Similarly, Let us find the Curved Surface Area of cylinder,

We have,

• Radius, r = 16 m
• Height, H = 30 m

So,

⇒ C.S.A of Cylinder = 2πrH

⇒ C.S.A of Cylinder = 2×π×16×30

⇒ C.S.A of Cylinder = 960π m²

Further, The area of canvas required is,

⇒ CSA of Cone + CSA of Cylinder

⇒ 320π + 960π

⇒ 1280π m²

Hence, The area of canvas required

is 1280π m²

Answer 2

$\huge\bold{\mathbb{QUESTION}}$

A tent is in the form of a cone mounted on a cylinder. The radius and height of the cylinder are $\sf 16\:m$ and $\sf 30\:m$ respectively. The height of the cone is $\sf 12\:m .$ Find the area of the canvas required.

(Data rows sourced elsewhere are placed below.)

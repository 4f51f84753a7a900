//! # 8 位调色板 BMP 条目编码
//!
//! ## 设计思路
//!
//! 经典 BMP 条目没有原生 Alpha，透明度由紧随像素数据之后的 1 位 AND 掩码表达。
//! 条目布局：
//!
//! ```text
//! BITMAPINFOHEADER (40)  biHeight = 2 * height（XOR + AND）
//! 调色板 256 * BGRA0 (1024)
//! XOR 像素索引，自底向上，每行 4 字节对齐
//! AND 掩码，自底向上，每行 4 字节对齐，1 = 透明
//! ```
//!
//! ## 实现思路
//!
//! - 不透明像素的颜色数不超过 256 时直接建立精确调色板（无损、确定）。
//! - 超过 256 色时用 NeuQuant 量化到 256 色。
//! - `alpha < 128` 的像素写入 AND 掩码，并使用调色板索引 0。

use std::collections::HashMap;

use color_quant::NeuQuant;
use image::RgbaImage;

use super::{IconError, RasterImage};

/// AND 掩码阈值：Alpha 低于该值的像素视为透明。
pub const ALPHA_MASK_THRESHOLD: u8 = 128;

const BITMAPINFOHEADER_SIZE: u32 = 40;
const PALETTE_ENTRIES: usize = 256;
const BI_RGB: u32 = 0;
const NEUQUANT_SAMPLE_FACTOR: i32 = 10;

/// 将 RGBA 图像编码为 8 位调色板 BMP 条目（不含 BITMAPFILEHEADER）。
pub fn encode_palettized(image: &RasterImage) -> Result<Vec<u8>, IconError> {
    let (width, height) = image.dimensions();
    if width >= 256 || height >= 256 {
        return Err(IconError::UnsupportedSizeForBitDepth {
            size: width.max(height),
            bits: 8,
        });
    }

    let pixels = image.as_rgba();
    let palette = Palette::build(pixels);

    let xor_stride = row_stride(width, 8);
    let and_stride = row_stride(width, 1);
    let image_size = (xor_stride + and_stride) * height as usize;
    let total = BITMAPINFOHEADER_SIZE as usize + PALETTE_ENTRIES * 4 + image_size;

    let mut out = Vec::with_capacity(total);

    // BITMAPINFOHEADER
    out.extend_from_slice(&BITMAPINFOHEADER_SIZE.to_le_bytes());
    out.extend_from_slice(&(width as i32).to_le_bytes());
    out.extend_from_slice(&((height * 2) as i32).to_le_bytes());
    out.extend_from_slice(&1u16.to_le_bytes());
    out.extend_from_slice(&8u16.to_le_bytes());
    out.extend_from_slice(&BI_RGB.to_le_bytes());
    out.extend_from_slice(&(image_size as u32).to_le_bytes());
    out.extend_from_slice(&0i32.to_le_bytes());
    out.extend_from_slice(&0i32.to_le_bytes());
    out.extend_from_slice(&(PALETTE_ENTRIES as u32).to_le_bytes());
    out.extend_from_slice(&0u32.to_le_bytes());

    let colors = palette.colors();
    for slot in 0..PALETTE_ENTRIES {
        let [r, g, b] = colors.get(slot).copied().unwrap_or([0, 0, 0]);
        out.extend_from_slice(&[b, g, r, 0]);
    }

    for y in (0..height).rev() {
        let row_start = out.len();
        for x in 0..width {
            let pixel = pixels.get_pixel(x, y);
            let index = if pixel[3] < ALPHA_MASK_THRESHOLD {
                0
            } else {
                palette.index_of([pixel[0], pixel[1], pixel[2]])
            };
            out.push(index);
        }
        out.resize(row_start + xor_stride, 0);
    }

    for y in (0..height).rev() {
        let mut row = vec![0u8; and_stride];
        for x in 0..width {
            if pixels.get_pixel(x, y)[3] < ALPHA_MASK_THRESHOLD {
                row[(x / 8) as usize] |= 0x80 >> (x % 8);
            }
        }
        out.extend_from_slice(&row);
    }

    debug_assert_eq!(out.len(), total);
    log::debug!(
        "🎨 8 位 BMP 条目编码完成 - 尺寸: {}x{} 调色板: {} 字节: {}",
        width,
        height,
        palette.kind(),
        out.len()
    );

    Ok(out)
}

/// 每行字节数，按 32 位对齐。
fn row_stride(width: u32, bits_per_pixel: usize) -> usize {
    (width as usize * bits_per_pixel).div_ceil(32) * 4
}

enum Palette {
    Exact {
        colors: Vec<[u8; 3]>,
        lookup: HashMap<[u8; 3], u8>,
    },
    Quantized(NeuQuant),
}

impl Palette {
    fn build(pixels: &RgbaImage) -> Self {
        let mut colors: Vec<[u8; 3]> = Vec::new();
        let mut lookup: HashMap<[u8; 3], u8> = HashMap::new();

        for pixel in pixels.pixels() {
            if pixel[3] < ALPHA_MASK_THRESHOLD {
                continue;
            }
            let rgb = [pixel[0], pixel[1], pixel[2]];
            if lookup.contains_key(&rgb) {
                continue;
            }
            if colors.len() == PALETTE_ENTRIES {
                return Self::quantize(pixels);
            }
            lookup.insert(rgb, colors.len() as u8);
            colors.push(rgb);
        }

        Self::Exact { colors, lookup }
    }

    fn quantize(pixels: &RgbaImage) -> Self {
        let samples: Vec<u8> = pixels
            .pixels()
            .filter(|pixel| pixel[3] >= ALPHA_MASK_THRESHOLD)
            .flat_map(|pixel| [pixel[0], pixel[1], pixel[2], 255])
            .collect();

        Self::Quantized(NeuQuant::new(NEUQUANT_SAMPLE_FACTOR, PALETTE_ENTRIES, &samples))
    }

    fn colors(&self) -> Vec<[u8; 3]> {
        match self {
            Self::Exact { colors, .. } => colors.clone(),
            Self::Quantized(quant) => quant
                .color_map_rgba()
                .chunks_exact(4)
                .map(|c| [c[0], c[1], c[2]])
                .collect(),
        }
    }

    fn index_of(&self, rgb: [u8; 3]) -> u8 {
        match self {
            Self::Exact { lookup, .. } => lookup.get(&rgb).copied().unwrap_or(0),
            Self::Quantized(quant) => quant.index_of(&[rgb[0], rgb[1], rgb[2], 255]) as u8,
        }
    }

    fn kind(&self) -> &'static str {
        match self {
            Self::Exact { .. } => "exact",
            Self::Quantized(_) => "neuquant",
        }
    }
}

$\huge\bold{\mathbb{GIVEN}}$

A tent is in the form of a cone mounted on a cylinder.

For the cylinder,

• $\sf r$ (radius) $\sf = 16\:m$

• $\sf h$ (height) $\sf = 30\:m$

For the cone,

• $\sf r$ (radius) $\sf = 16\:m$

• $\sf h$ (height) $\sf= 12\:m$

$\huge\bold{\mathbb{TO\:FIND}}$

The area of the canvas required.

$\huge\bold{\mathbb{SOLUTION}}$

First, we have to find the Curved Surface Area (C.S.A) of the cylinder.

We know that:

$\:\:\:\,\,\:★[[\boxed{\sf{C.S.A\:of\:cylinder=2πrh\:unit²}}]]★$

Here,

• $\sf r = 16\:m$

• $\sf h = 30\:m$

Putting the values of $\sf r$ and $\sf h.$

C.S.A of cylinder

$\sf \longrightarrow 2πrh\:m²$

$\sf \longrightarrow (2 × π × 16 × 30)\:m²$

$\sf \longrightarrow 960π\:m²$

Now, we have to find the Curved Surface Area (C.S.A) of the cone.

We know that:

$\:\:\:\:\:\:\:\:\:★[[\boxed{\sf{C.S.A\:of\:cone=πrl\:unit²}}]]★$

Here,

• $\sf r = 16\:m$

• $\sf h = 12\:m$

Putting the values of $\sf r$ and $\sf h.$

C.S.A of the cone

$\sf \longrightarrow πrl\:m²$

$\sf \longrightarrow \{π × r × \sqrt{(h² + r²)}\}\:m²$

$\sf \longrightarrow \{π × 16 × \sqrt{(12² + 16²)}\}\:m²$

$\sf \longrightarrow \{π × 16 × \sqrt{(144 + 256)}\}\:m²$

$\sf \longrightarrow (π × 16 × \sqrt{400})\:m²$

$\sf \longrightarrow (π × 16 × 20)\:m²$

$\sf \longrightarrow 320π\:m²$

So,

• C.S.A of the cylinder $\sf = 960π\:m²$

• C.S.A of the cone $\sf = 320π\:m²$

Total area of the canvas

$=$ C.S.A of cylinder + C.S.A of cone

$\sf = (960π + 320π)\:m²$

$\sf = 1280π\:m²$

$\huge\bold{\mathbb{HENCE}}$

Total area of the canvas $\sf = 1280π\:m²$

$\huge\bold{\mathbb{THEREFORE}}$

The area of the canvas required is $\sf1280π\:m².$

$\huge\bold{\mathbb{DONE}}$